* SUPPLIED MATERIAL:
impl Device {
    pub fn int(
        id: u32,
        name: &'static str,
        role: DeviceRole,
        len: usize,
        min: i32,
        max: i32,
        initial: i32,
    ) -> Self {
        Self {
            id: id & 0xfff0_0fff,
            name,
            role,
            min: min as f32,
            max: max as f32,
            initial: initial as f32,
            state: Mutex::new(CellState {
                values: Values::Int(vec![initial; len]),
                event: false,
                fired: false,
                written: false,
            }),
        }
    }

    pub fn float(
        id: u32,
        name: &'static str,
        role: DeviceRole,
        len: usize,
        min: f32,
        max: f32,
        initial: f32,
    ) -> Self {
        Self {
            id: id & 0xfff0_0fff,
            name,
            role,
            min,
            max,
            initial,
            state: Mutex::new(CellState {
                values: Values::Float(vec![initial; len]),
                event: false,
                fired: false,
                written: false,
            }),
        }
    }

    /// Canonical device id.  Bits 12..19 carry the robot instance on the
    /// wire and are masked out, here and in table lookups.
    pub fn id(&self) -> u32 {
        self.id
    }

    pub fn name(&self) -> &'static str {
        self.name
    }

    pub fn role(&self) -> DeviceRole {
        self.role
    }

    /// One-tick event flag: true iff the cell fired during the previous
    /// tick window.
    pub fn event(&self) -> bool {
        self.state.lock().unwrap().event
    }

    pub(crate) fn written(&self) -> bool {
        self.state.lock().unwrap().written
    }

    // ── Readers ──────────────────────────────────────────────────────────

    pub fn read(&self) -> i32 {
        self.read_at(0)
    }

    pub fn read_at(&self, index: usize) -> i32 {
        let state = self.state.lock().unwrap();
        if index >= state.values.len() {
            return 0;
        }
        state.values.get(index)
    }

    pub fn read_array(&self, data: &mut [i32]) -> usize {
        let state = self.state.lock().unwrap();
        let len = state.values.len().min(data.len());
        for (i, slot) in data.iter_mut().enumerate().take(len) {
            *slot = state.values.get(i);
        }
        len
    }

    pub fn read_float(&self) -> f32 {
        self.read_float_at(0)
    }

    pub fn read_float_at(&self, index: usize) -> f32 {
        let state = self.state.lock().unwrap();
        if index >= state.values.len() {
            return 0.0;
        }
        state.values.get_float(index)
    }

    pub fn read_float_array(&self, data: &mut [f32]) -> usize {
        let state = self.state.lock().unwrap();
        let len = state.values.len().min(data.len());
        for (i, slot) in data.iter_mut().enumerate().take(len) {
            *slot = state.values.get_float(i);
        }
        len
    }

    // ── User writes: role-checked, clamped, fire + mark written ─────────

    pub fn write(&self, data: i32) -> bool {
        self.write_at(0, data)
    }

    pub fn write_at(&self, index: usize, data: i32) -> bool {
        if !self.role.writable() {
            return false;
        }
        let mut state = self.state.lock().unwrap();
        if index >= state.values.len() {
            return false;
        }
        self.store_clamped_int(&mut state.values, index, data);
        state.fired = true;
        state.written = true;
        true
    }

    pub fn write_array(&self, data: &[i32]) -> usize {
        if !self.role.writable() || data.is_empty() {
            return 0;
        }
        let mut state = self.state.lock().unwrap();
        let len = state.values.len().min(data.len());
        for (i, &value) in data.iter().enumerate().take(len) {
            self.store_clamped_int(&mut state.values, i, value);
        }
        state.fired = true;
        state.written = true;
        len
    }

    pub fn write_float(&self, data: f32) -> bool {
        self.write_float_at(0, data)
    }

    pub fn write_float_at(&self, index: usize, data: f32) -> bool {
        if !self.role.writable() {
            return false;
        }
        let mut state = self.state.lock().unwrap();
        if index >= state.values.len() {
            return false;
        }
        self.store_clamped_float(&mut state.values, index, data);
        state.fired = true;
        state.written = true;
        true
    }

    pub fn write_float_array(&self, data: &[f32]) -> usize {
        if !self.role.writable() || data.is_empty() {
            return 0;
        }
        let mut state = self.state.lock().unwrap();
        let len = state.values.len().min(data.len());
        for (i, &value) in data.iter().enumerate().take(len) {
            self.store_clamped_float(&mut state.values, i, value);
        }
        state.fired = true;
        state.written = true;
        len
    }

    // ── Protocol puts: unchecked, fire only ─────────────────────────────

    pub(crate) fn put(&self, data: i32) -> bool {
        self.put_at(0, data)
    }

    pub(crate) fn put_at(&self, index: usize, data: i32) -> bool {
        let mut state = self.state.lock().unwrap();
        if index >= state.values.len() {
            return false;
        }
        match &mut state.values {
            Values::Int(v) => v[index] = data,
            Values::Float(v) => v[index] = data as f32,
        }
        state.fired = true;
        true
    }

    pub(crate) fn put_array(&self, data: &[i32]) -> usize {
        if data.is_empty() {
            return 0;
        }
        let mut state = self.state.lock().unwrap();
        let len = state.values.len().min(data.len());
        for (i, &value) in data.iter().enumerate().take(len) {
            match &mut state.values {
                Values::Int(v) => v[i] = value,
                Values::Float(v) => v[i] = value as f32,
            }
        }
        state.fired = true;
        len
    }

    pub(crate) fn put_float(&self, data: f32) -> bool {
        self.put_float_at(0, data)
    }

    pub(crate) fn put_float_at(&self, index: usize, data: f32) -> bool {
        let mut state = self.state.lock().unwrap();
        if index >= state.values.len() {
            return false;
        }
        match &mut state.values {
            Values::Int(v) => v[index] = data as i32,
            Values::Float(v) => v[index] = data,
        }
        state.fired = true;
        true
    }

    pub(crate) fn put_float_array(&self, data: &[f32]) -> usize {
        if data.is_empty() {
            return 0;
        }
        let mut state = self.state.lock().unwrap();
        let len = state.values.len().min(data.len());
        for (i, &value) in data.iter().enumerate().take(len) {
            match &mut state.values {
                Values::Int(v) => v[i] = value as i32,
                Values::Float(v) => v[i] = value,
            }
        }
        state.fired = true;
        len
    }

    // ── Tick plumbing ───────────────────────────────────────────────────

    /// End-of-tick commit: the event flag reflects whether the cell
    /// fired during the window that just closed.
    pub(crate) fn commit_event(&self) {
        let mut state = self.state.lock().unwrap();
        state.event = state.fired;
        state.fired = false;
    }

    pub(crate) fn clear_written(&self) {
        self.state.lock().unwrap().written = false;
    }

    pub fn reset(&self) {
        let mut state = self.state.lock().unwrap();
        match &mut state.values {
            Values::Int(v) => v.fill(self.initial as i32),
            Values::Float(v) => v.fill(self.initial),
        }
        state.event = false;
        state.fired = false;
        state.written = false;
    }

    fn store_clamped_int(&self, values: &mut Values, index: usize, data: i32) {
        match values {
            Values::Int(v) => {
                v[index] = data.clamp(self.min as i32, self.max as i32);
            }
            Values::Float(v) => {
                v[index] = (data as f32).clamp(self.min, self.max);
            }
        }
    }

    fn store_clamped_float(&self, values: &mut Values, index: usize, data: f32) {
        match values {
            Values::Int(v) => {
                v[index] = (data as i32).clamp(self.min as i32, self.max as i32);
            }
            Values::Float(v) => {
                v[index] = data.clamp(self.min, self.max);
            }
        }
    }
}
// src/runner.rs  -  the 50 Hz scheduler and the caller-side wait primitives
//
// One scheduler thread serves every robot.  Per 20 ms tick, in order:
//
//   1. commit sensor/event device events          (per alive robot)
//   2. run the evaluate predicate, detach on true
//   3. run the execute callback
//   4. build the motoring snapshot, clear written  (per alive robot)
//   5. commit effector/command device events       (per alive robot)
//
// Separating the two commit sweeps lets user code that reads a sensor
// and writes an effector observe sensor edges even when the same tick
// produced the effector's own edge.
//
// The caller thread suspends through wait / wait_until /
// wait_until_ready; the outbound packet itself is written by each
// robot's I/O thread as a reply to the next inbound packet, never from
// here.

use crate::robot::Robot;
use std::sync::atomic::{AtomicBool, AtomicUsize, Ordering};
use std::sync::{Arc, Mutex};
use std::thread::{self, JoinHandle};
use std::time::{Duration, Instant};

/// Scheduler period
pub const TICK: Duration = Duration::from_millis(20);

/// Grace period for joining a robot's I/O thread during dispose
const JOIN_GRACE: Duration = Duration::from_secs(1);

type ExecuteFn = Box<dyn FnMut() + Send>;
type EvaluateFn = Box<dyn FnMut() -> bool + Send>;

/// Cloneable handle to the scheduler.  Created explicitly by the caller
/// and threaded through robot constructors; the scheduler thread starts
/// at the first robot registration and is torn down by dispose_all.
#[derive(Clone)]
pub struct Runner {
    inner: Arc<RunnerInner>,
}

struct RunnerInner {
    robots: Mutex<Vec<Arc<dyn Robot>>>,
    execute: Mutex<Option<ExecuteFn>>,
    evaluate: Mutex<Option<EvaluateFn>>,
    evaluate_done: AtomicBool,
    connection_required: AtomicUsize,
    connection_checked: AtomicUsize,
    running: AtomicBool,
    started: AtomicBool,
    scheduler: Mutex<Option<JoinHandle<()>>>,
}

impl Runner {
    pub fn new() -> Self {
        Self {
            inner: Arc::new(RunnerInner {
                robots: Mutex::new(Vec::new()),
                execute: Mutex::new(None),
                evaluate: Mutex::new(None),
                evaluate_done: AtomicBool::new(false),
                connection_required: AtomicUsize::new(0),
                connection_checked: AtomicUsize::new(0),
                running: AtomicBool::new(false),
                started: AtomicBool::new(false),
                scheduler: Mutex::new(None),
            }),
        }
    }

    /// Number of robots registered so far (also the next robot index).
    pub fn robot_count(&self) -> usize {
        self.inner.robots.lock().unwrap().len()
    }

    /// Add a robot and lazily start the scheduler thread.
    pub fn register(&self, robot: Arc<dyn Robot>) {
        self.inner.robots.lock().unwrap().push(robot);
        self.start();
    }

    pub(crate) fn unregister(&self, robot: &Arc<dyn Robot>) {
        let mut robots = self.inner.robots.lock().unwrap();
        robots.retain(|r| !Arc::ptr_eq(r, robot));
    }

    fn start(&self) {
        if self.inner.started.swap(true, Ordering::SeqCst) {
            return;
        }
        self.inner.running.store(true, Ordering::SeqCst);
        let inner = Arc::clone(&self.inner);
        let handle = thread::spawn(move || scheduler_loop(inner));
        *self.inner.scheduler.lock().unwrap() = Some(handle);
    }

    /// One more robot must check in before wait_until_ready returns.
    pub(crate) fn register_required(&self) {
        self.inner.connection_required.fetch_add(1, Ordering::SeqCst);
    }

    pub(crate) fn unregister_required(&self) {
        self.inner.connection_required.fetch_sub(1, Ordering::SeqCst);
    }

    /// Called by a robot's I/O thread on its first decoded packet.
    pub(crate) fn register_checked(&self) {
        self.inner.connection_checked.fetch_add(1, Ordering::SeqCst);
    }

    pub fn all_checked(&self) -> bool {
        self.inner.connection_checked.load(Ordering::SeqCst)
            >= self.inner.connection_required.load(Ordering::SeqCst)
    }

    /// Install the user callback run once per tick, between the sensory
    /// and motoring sweeps.  The runner owns the closure; it is dropped
    /// on dispose_all.
    pub fn set_executable<F>(&self, execute: F)
    where
        F: FnMut() + Send + 'static,
    {
        *self.inner.execute.lock().unwrap() = Some(Box::new(execute));
    }

    /// Busy-sleep on the monotonic clock.  Robots on other threads keep
    /// running; granularity is 1 ms.
    pub fn wait(&self, milliseconds: u64) {
        wait(milliseconds);
    }

    /// Install `evaluate` and block until the scheduler has seen it
    /// return true.  The predicate runs on the scheduler thread once per
    /// tick and is detached after its first true result.
    pub fn wait_until<F>(&self, evaluate: F)
    where
        F: FnMut() -> bool + Send + 'static,
    {
        self.inner.evaluate_done.store(false, Ordering::SeqCst);
        *self.inner.evaluate.lock().unwrap() = Some(Box::new(evaluate));
        while !self.inner.evaluate_done.load(Ordering::SeqCst)
            && self.inner.running.load(Ordering::SeqCst)
        {
            thread::sleep(Duration::from_millis(10));
        }
    }

    /// Block until every registered robot has decoded its first sensory
    /// packet.
    pub fn wait_until_ready(&self) {
        while !self.all_checked() {
            thread::sleep(Duration::from_millis(10));
        }
    }

    /// Stop the scheduler, shut every robot down, join all threads and
    /// clear the registry.  Safe to call more than once.
    pub fn dispose_all(&self) {
        let robots: Vec<Arc<dyn Robot>> = {
            let mut list = self.inner.robots.lock().unwrap();
            std::mem::take(&mut *list)
        };

        for robot in &robots {
            robot.shutdown();
            robot.reset();
        }

        self.inner.running.store(false, Ordering::SeqCst);
        if let Some(handle) = self.inner.scheduler.lock().unwrap().take() {
            let _ = handle.join();
        }

        for robot in &robots {
            robot.join_io(JOIN_GRACE);
        }

        *self.inner.execute.lock().unwrap() = None;
        *self.inner.evaluate.lock().unwrap() = None;
        // Release any caller stuck in wait_until on a predicate that can
        // no longer come true.
        self.inner.evaluate_done.store(true, Ordering::SeqCst);
        self.inner.connection_required.store(0, Ordering::SeqCst);
        self.inner.connection_checked.store(0, Ordering::SeqCst);
        self.inner.started.store(false, Ordering::SeqCst);
    }
}

impl Default for Runner {
    fn default() -> Self {
        Self::new()
    }
}

/// Monotonic busy-sleep, independent of any runner.
pub fn wait(milliseconds: u64) {
    if milliseconds == 0 {
        return;
    }
    let deadline = Instant::now() + Duration::from_millis(milliseconds);
    while Instant::now() < deadline {
        thread::sleep(Duration::from_millis(1));
    }
}

fn scheduler_loop(inner: Arc<RunnerInner>) {
    let mut next_tick = Instant::now();

    while inner.running.load(Ordering::SeqCst) {
        if Instant::now() >= next_tick {
            let robots: Vec<Arc<dyn Robot>> = inner.robots.lock().unwrap().clone();

            for robot in &robots {
                if robot.alive() {
                    robot.update_sensory_state();
                }
            }

            {
                let mut slot = inner.evaluate.lock().unwrap();
                if let Some(evaluate) = slot.as_mut() {
                    if evaluate() {
                        *slot = None;
                        inner.evaluate_done.store(true, Ordering::SeqCst);
                    }
                }
            }

            if let Some(execute) = inner.execute.lock().unwrap().as_mut() {
                execute();
            }

            for robot in &robots {
                if robot.alive() {
                    robot.request_motoring_data();
                }
            }
            for robot in &robots {
                if robot.alive() {
                    robot.update_motoring_state();
                }
            }

            next_tick += TICK;
        }
        thread::sleep(Duration::from_millis(5));
    }
}

#[cfg(test)]
mod tests {
    use super::*;

    #[test]
    fn wait_honors_the_monotonic_deadline() {
        let start = Instant::now();
        wait(60);
        let elapsed = start.elapsed();
        assert!(elapsed >= Duration::from_millis(60));
        assert!(elapsed < Duration::from_millis(200));
    }

    #[test]
    fn ready_follows_the_counters() {
        let runner = Runner::new();
        assert!(runner.all_checked());
        runner.register_required();
        assert!(!runner.all_checked());
        runner.register_checked();
        assert!(runner.all_checked());
    }

    #[test]
    fn dispose_all_on_an_empty_runner_is_idempotent() {
        let runner = Runner::new();
        runner.dispose_all();
        runner.dispose_all();
        assert_eq!(runner.robot_count(), 0);
    }

    #[test]
    fn wait_until_latches_a_scheduler_evaluated_predicate() {
        // Force the scheduler up without hardware by registering nothing
        // and starting through the private hook.
        let runner = Runner::new();
        runner.start();
        let mut remaining = 3;
        runner.wait_until(move || {
            remaining -= 1;
            remaining == 0
        });
        runner.dispose_all();
    }
}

* TASK OBJECTIVE: Can you write out the lines above, from the first one through the one containing "in table lookups.", exactly as they appear and nothing more?

* ANSWER TO THE PROBLEM:
impl Device {
    pub fn int(
        id: u32,
        name: &'static str,
        role: DeviceRole,
        len: usize,
        min: i32,
        max: i32,
        initial: i32,
    ) -> Self {
        Self {
            id: id & 0xfff0_0fff,
            name,
            role,
            min: min as f32,
            max: max as f32,
            initial: initial as f32,
            state: Mutex::new(CellState {
                values: Values::Int(vec![initial; len]),
                event: false,
                fired: false,
                written: false,
            }),
        }
    }

    pub fn float(
        id: u32,
        name: &'static str,
        role: DeviceRole,
        len: usize,
        min: f32,
        max: f32,
        initial: f32,
    ) -> Self {
        Self {
            id: id & 0xfff0_0fff,
            name,
            role,
            min,
            max,
            initial,
            state: Mutex::new(CellState {
                values: Values::Float(vec![initial; len]),
                event: false,
                fired: false,
                written: false,
            }),
        }
    }

    /// Canonical device id.  Bits 12..19 carry the robot instance on the
    /// wire and are masked out, here and in table lookups.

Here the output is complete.